(Records supplied Opens)

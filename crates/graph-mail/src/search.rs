//! Tiered search with deliberate query reformulation
//!
//! Graph's `$search` is temperamental: combined KQL expressions fail or
//! return nothing for queries that succeed term-by-term. So the engine tries
//! the full expression first, then each term alone in a fixed priority
//! order, then gives up on filtering and returns the most recent messages.
//! Every tier produces a tagged outcome and the loop dispatches on the tag;
//! only the final tier's failure reaches the caller.

use serde_json::Value;
use tracing::warn;

use crate::client::MailClient;
use crate::context::RequestContext;
use crate::error::Result;

/// Caller-supplied search filters. Empty strings count as absent.
#[derive(Debug, Default, Clone)]
pub struct SearchQuery {
    pub query: Option<String>,
    pub subject: Option<String>,
    pub from: Option<String>,
    pub has_attachments: Option<bool>,
    pub unread_only: Option<bool>,
}

/// Which tier produced a search result.
#[derive(Debug, Clone, Copy, PartialEq, Eq)]
pub enum Strategy {
    Combined,
    Subject,
    From,
    Query,
    MostRecent,
}

impl Strategy {
    /// Human-readable label, reported to callers for observability.
    pub fn label(&self) -> &'static str {
        match self {
            Strategy::Combined => "combined search",
            Strategy::Subject => "subject search",
            Strategy::From => "from search",
            Strategy::Query => "query search",
            Strategy::MostRecent => "recent emails fallback",
        }
    }
}

/// Search result plus the tier that produced it.
#[derive(Debug)]
pub struct SearchOutcome {
    pub items: Vec<Value>,
    pub strategy: Strategy,
}

/// Tagged outcome of one tier attempt.
enum Attempt {
    Hit(Vec<Value>),
    Empty,
    Failed(crate::error::Error),
}

/// Ordered fallback search over one folder.
pub struct SearchEngine {
    client: MailClient,
    select_fields: String,
}

impl SearchEngine {
    pub fn new(client: MailClient, select_fields: String) -> Self {
        Self {
            client,
            select_fields,
        }
    }

    /// Run the tiered search. The first tier returning items wins; tiers
    /// that error or come back empty fall through, except the final
    /// unfiltered fetch, whose failure propagates.
    pub async fn search(
        &self,
        ctx: &RequestContext,
        folder_endpoint: &str,
        query: &SearchQuery,
        max_count: usize,
    ) -> Result<SearchOutcome> {
        // Tier 1: everything at once — quoted terms ANDed in $search,
        // boolean predicates ANDed in $filter
        let mut params = self.base_params(max_count);
        let terms = combined_terms(query);
        if !terms.is_empty() {
            params.push(("$search".into(), terms.join(" ")));
        }
        let filters = structural_filters(query);
        if !filters.is_empty() {
            params.push(("$filter".into(), filters.join(" and ")));
        }
        match self.attempt(ctx, folder_endpoint, max_count, &params).await {
            Attempt::Hit(items) => {
                return Ok(SearchOutcome {
                    items,
                    strategy: Strategy::Combined,
                });
            }
            Attempt::Empty => {}
            Attempt::Failed(e) => warn!(error = %e, "combined search failed, falling back"),
        }

        // Tier 2: one term at a time, fixed priority order
        let single_terms = [
            (Strategy::Subject, single_term(Strategy::Subject, query)),
            (Strategy::From, single_term(Strategy::From, query)),
            (Strategy::Query, single_term(Strategy::Query, query)),
        ];
        for (strategy, term) in single_terms {
            let Some(term) = term else { continue };
            let mut params = self.base_params(max_count);
            params.push(("$search".into(), term));
            match self.attempt(ctx, folder_endpoint, max_count, &params).await {
                Attempt::Hit(items) => return Ok(SearchOutcome { items, strategy }),
                Attempt::Empty => {}
                Attempt::Failed(e) => {
                    warn!(strategy = strategy.label(), error = %e, "single-term search failed");
                }
            }
        }

        // Tier 3: no filtering, most recent first. This one is allowed to
        // return nothing, and its failure is the caller's problem.
        let items = self
            .client
            .get_paginated(ctx, folder_endpoint, max_count, &self.base_params(max_count))
            .await?;
        Ok(SearchOutcome {
            items,
            strategy: Strategy::MostRecent,
        })
    }

    /// Ordering and projection shared by every tier.
    fn base_params(&self, max_count: usize) -> Vec<(String, String)> {
        vec![
            ("$top".into(), max_count.to_string()),
            ("$orderby".into(), "receivedDateTime desc".into()),
            ("$select".into(), self.select_fields.clone()),
        ]
    }

    async fn attempt(
        &self,
        ctx: &RequestContext,
        endpoint: &str,
        max_count: usize,
        params: &[(String, String)],
    ) -> Attempt {
        match self.client.get_paginated(ctx, endpoint, max_count, params).await {
            Ok(items) if items.is_empty() => Attempt::Empty,
            Ok(items) => Attempt::Hit(items),
            Err(e) => Attempt::Failed(e),
        }
    }
}

fn non_empty(value: &Option<String>) -> Option<&str> {
    value.as_deref().filter(|s| !s.is_empty())
}

/// Quoted KQL terms for the combined tier, in the fixed order
/// query, subject, from.
fn combined_terms(query: &SearchQuery) -> Vec<String> {
    let mut terms = Vec::new();
    if let Some(q) = non_empty(&query.query) {
        terms.push(format!("\"{q}\""));
    }
    if let Some(s) = non_empty(&query.subject) {
        terms.push(format!("subject:\"{s}\""));
    }
    if let Some(f) = non_empty(&query.from) {
        terms.push(format!("from:\"{f}\""));
    }
    terms
}

/// Boolean predicates for the combined tier's `$filter`.
fn structural_filters(query: &SearchQuery) -> Vec<String> {
    let mut filters = Vec::new();
    if query.has_attachments == Some(true) {
        filters.push("hasAttachments eq true".to_owned());
    }
    if query.unread_only == Some(true) {
        filters.push("isRead eq false".to_owned());
    }
    filters
}

/// The quoted single-term expression for a tier-2 strategy, if the caller
/// supplied that term.
fn single_term(strategy: Strategy, query: &SearchQuery) -> Option<String> {
    match strategy {
        Strategy::Subject => non_empty(&query.subject).map(|s| format!("subject:\"{s}\"")),
        Strategy::From => non_empty(&query.from).map(|f| format!("from:\"{f}\"")),
        Strategy::Query => non_empty(&query.query).map(|q| format!("\"{q}\"")),
        _ => None,
    }
}
//! Authenticated read access to the Microsoft Graph mailbox API
//!
//! Everything here runs on behalf of one caller whose bearer token was bound
//! to a `RequestContext` by the gateway middleware. `MailClient` issues the
//! raw authenticated GETs and follows continuation links up to a cap;
//! `SearchEngine` layers the tiered search fallback on top; `folders` maps
//! human folder names to Graph endpoints.

pub mod client;
pub mod context;
pub mod error;
pub mod folders;
pub mod search;

pub use client::{GRAPH_BASE_URL, MailClient, Page};
pub use context::RequestContext;
pub use error::{Error, Result};
pub use folders::resolve_folder;
pub use search::{SearchEngine, SearchOutcome, SearchQuery, Strategy};
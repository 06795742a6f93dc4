//! Configuration types and loading
//!
//! Settings come from a TOML file; secrets come only from the environment
//! (`DATABASE_URL`, `TOKEN_ENCRYPTION_KEY`, `MS_CLIENT_SECRET`) so a checked-in
//! config file can never leak them. The config path resolves from the
//! `--config` CLI flag, then `CONFIG_PATH`, then a default filename.

use common::Secret;
use serde::Deserialize;
use std::net::SocketAddr;
use std::path::{Path, PathBuf};

/// Root configuration
#[derive(Debug, Deserialize)]
pub struct Config {
    pub server: ServerConfig,
    pub oauth: OAuthConfig,
    #[serde(default)]
    pub mailbox: MailboxConfig,
    /// Postgres connection string, from the DATABASE_URL env var
    #[serde(skip)]
    pub database_url: Option<Secret<String>>,
    /// Base64-encoded 32-byte AES key, from TOKEN_ENCRYPTION_KEY
    #[serde(skip)]
    pub encryption_key: Option<Secret<String>>,
}

/// Listener settings
#[derive(Debug, Deserialize)]
pub struct ServerConfig {
    pub listen_addr: SocketAddr,
    #[serde(default = "default_max_connections")]
    pub max_connections: usize,
}

/// Microsoft OAuth client registration
#[derive(Debug, Deserialize)]
pub struct OAuthConfig {
    pub client_id: String,
    #[serde(default = "default_tenant")]
    pub tenant_id: String,
    /// From the MS_CLIENT_SECRET env var
    #[serde(skip)]
    pub client_secret: Option<Secret<String>>,
}

/// Mailbox API settings
#[derive(Debug, Deserialize)]
pub struct MailboxConfig {
    #[serde(default = "default_base_url")]
    pub base_url: String,
    #[serde(default = "default_timeout")]
    pub timeout_secs: u64,
    /// `$select` projection for list/search calls
    #[serde(default = "default_list_fields")]
    pub list_fields: String,
    /// `$select` projection for single-message reads
    #[serde(default = "default_detail_fields")]
    pub detail_fields: String,
}

impl Default for MailboxConfig {
    fn default() -> Self {
        Self {
            base_url: default_base_url(),
            timeout_secs: default_timeout(),
            list_fields: default_list_fields(),
            detail_fields: default_detail_fields(),
        }
    }
}

fn default_max_connections() -> usize {
    1000
}

fn default_tenant() -> String {
    graph_auth::DEFAULT_TENANT.to_owned()
}

fn default_base_url() -> String {
    graph_mail::GRAPH_BASE_URL.to_owned()
}

fn default_timeout() -> u64 {
    30
}

fn default_list_fields() -> String {
    "id,subject,from,toRecipients,ccRecipients,receivedDateTime,bodyPreview,hasAttachments,importance,isRead".to_owned()
}

fn default_detail_fields() -> String {
    "id,subject,from,toRecipients,ccRecipients,bccRecipients,receivedDateTime,bodyPreview,body,hasAttachments,importance,isRead".to_owned()
}

impl Config {
    /// Load configuration from a TOML file, then resolve secrets from the
    /// environment. All three secrets are required.
    pub fn load(path: &Path) -> common::Result<Self> {
        let contents = std::fs::read_to_string(path)?;
        let mut config: Config = toml::from_str(&contents)?;

        if !config.mailbox.base_url.starts_with("http://")
            && !config.mailbox.base_url.starts_with("https://")
        {
            return Err(common::Error::Config(format!(
                "mailbox.base_url must start with http:// or https://, got: {}",
                config.mailbox.base_url
            )));
        }

        if config.mailbox.timeout_secs == 0 {
            return Err(common::Error::Config(
                "mailbox.timeout_secs must be greater than 0".into(),
            ));
        }

        if config.server.max_connections == 0 {
            return Err(common::Error::Config(
                "server.max_connections must be greater than 0".into(),
            ));
        }

        config.database_url = Some(require_env("DATABASE_URL")?);
        config.encryption_key = Some(require_env("TOKEN_ENCRYPTION_KEY")?);
        config.oauth.client_secret = Some(require_env("MS_CLIENT_SECRET")?);

        Ok(config)
    }

    /// Resolve config file path from CLI arg or CONFIG_PATH env var.
    pub fn resolve_path(cli_path: Option<&str>) -> PathBuf {
        if let Some(p) = cli_path {
            return PathBuf::from(p);
        }
        if let Ok(p) = std::env::var("CONFIG_PATH") {
            return PathBuf::from(p);
        }
        PathBuf::from("mail-gateway.toml")
    }
}

fn require_env(name: &str) -> common::Result<Secret<String>> {
    match std::env::var(name) {
        Ok(value) if !value.trim().is_empty() => Ok(Secret::new(value)),
        _ => Err(common::Error::Config(format!(
            "{name} environment variable is required"
        ))),
    }
}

(Records supplied Closes)

▶ [Exercise]
What do the lines above say from the one containing "so a checked-in" down to the one containing "use std::net::SocketAddr;"? Return them exactly, both end lines included, and only them.

▶ [Task output]
//! (`DATABASE_URL`, `TOKEN_ENCRYPTION_KEY`, `MS_CLIENT_SECRET`) so a checked-in
//! config file can never leak them. The config path resolves from the
//! `--config` CLI flag, then `CONFIG_PATH`, then a default filename.

use common::Secret;
use serde::Deserialize;
use std::net::SocketAddr;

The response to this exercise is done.